* Task statement
Lines from the top of the listing down to the one with "const PRODUCTS: [&str;", inclusive, are to be copied exactly.

☆ ☆ ☆ ☆ ☆ ☆ ☆

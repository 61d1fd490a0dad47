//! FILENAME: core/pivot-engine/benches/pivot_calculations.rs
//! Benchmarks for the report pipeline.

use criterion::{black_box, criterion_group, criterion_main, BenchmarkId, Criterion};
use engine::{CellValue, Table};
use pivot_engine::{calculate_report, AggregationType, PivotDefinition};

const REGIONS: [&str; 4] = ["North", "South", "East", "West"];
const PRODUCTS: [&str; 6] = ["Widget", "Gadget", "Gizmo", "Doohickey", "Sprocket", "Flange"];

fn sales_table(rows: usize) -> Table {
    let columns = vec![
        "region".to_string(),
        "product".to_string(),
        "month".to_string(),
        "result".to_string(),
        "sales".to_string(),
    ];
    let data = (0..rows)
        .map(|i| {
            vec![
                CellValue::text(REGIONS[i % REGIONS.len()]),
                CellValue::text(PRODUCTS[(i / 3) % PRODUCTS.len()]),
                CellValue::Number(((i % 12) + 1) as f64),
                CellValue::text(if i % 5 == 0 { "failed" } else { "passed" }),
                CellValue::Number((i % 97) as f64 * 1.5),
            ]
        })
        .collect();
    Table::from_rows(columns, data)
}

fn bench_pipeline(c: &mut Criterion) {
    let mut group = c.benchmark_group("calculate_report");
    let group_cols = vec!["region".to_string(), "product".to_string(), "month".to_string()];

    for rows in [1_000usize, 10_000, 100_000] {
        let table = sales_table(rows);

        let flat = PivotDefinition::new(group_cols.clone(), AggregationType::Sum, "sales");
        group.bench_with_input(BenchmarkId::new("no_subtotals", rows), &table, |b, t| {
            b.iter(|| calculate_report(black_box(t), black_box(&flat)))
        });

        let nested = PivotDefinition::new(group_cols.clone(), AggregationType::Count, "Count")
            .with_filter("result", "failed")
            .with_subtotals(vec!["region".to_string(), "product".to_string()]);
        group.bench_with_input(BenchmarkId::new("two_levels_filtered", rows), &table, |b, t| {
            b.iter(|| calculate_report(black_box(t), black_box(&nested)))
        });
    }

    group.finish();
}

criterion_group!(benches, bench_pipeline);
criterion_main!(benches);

☆ ☆ ☆ ☆ ☆ ☆ ☆

* Task result
repository 61d1fd490a0dad47
//! FILENAME: core/pivot-engine/benches/pivot_calculations.rs
//! Benchmarks for the report pipeline.

use criterion::{black_box, criterion_group, criterion_main, BenchmarkId, Criterion};
use engine::{CellValue, Table};
use pivot_engine::{calculate_report, AggregationType, PivotDefinition};

const REGIONS: [&str; 4] = ["North", "South", "East", "West"];
const PRODUCTS: [&str; 6] = ["Widget", "Gadget", "Gizmo", "Doohickey", "Sprocket", "Flange"];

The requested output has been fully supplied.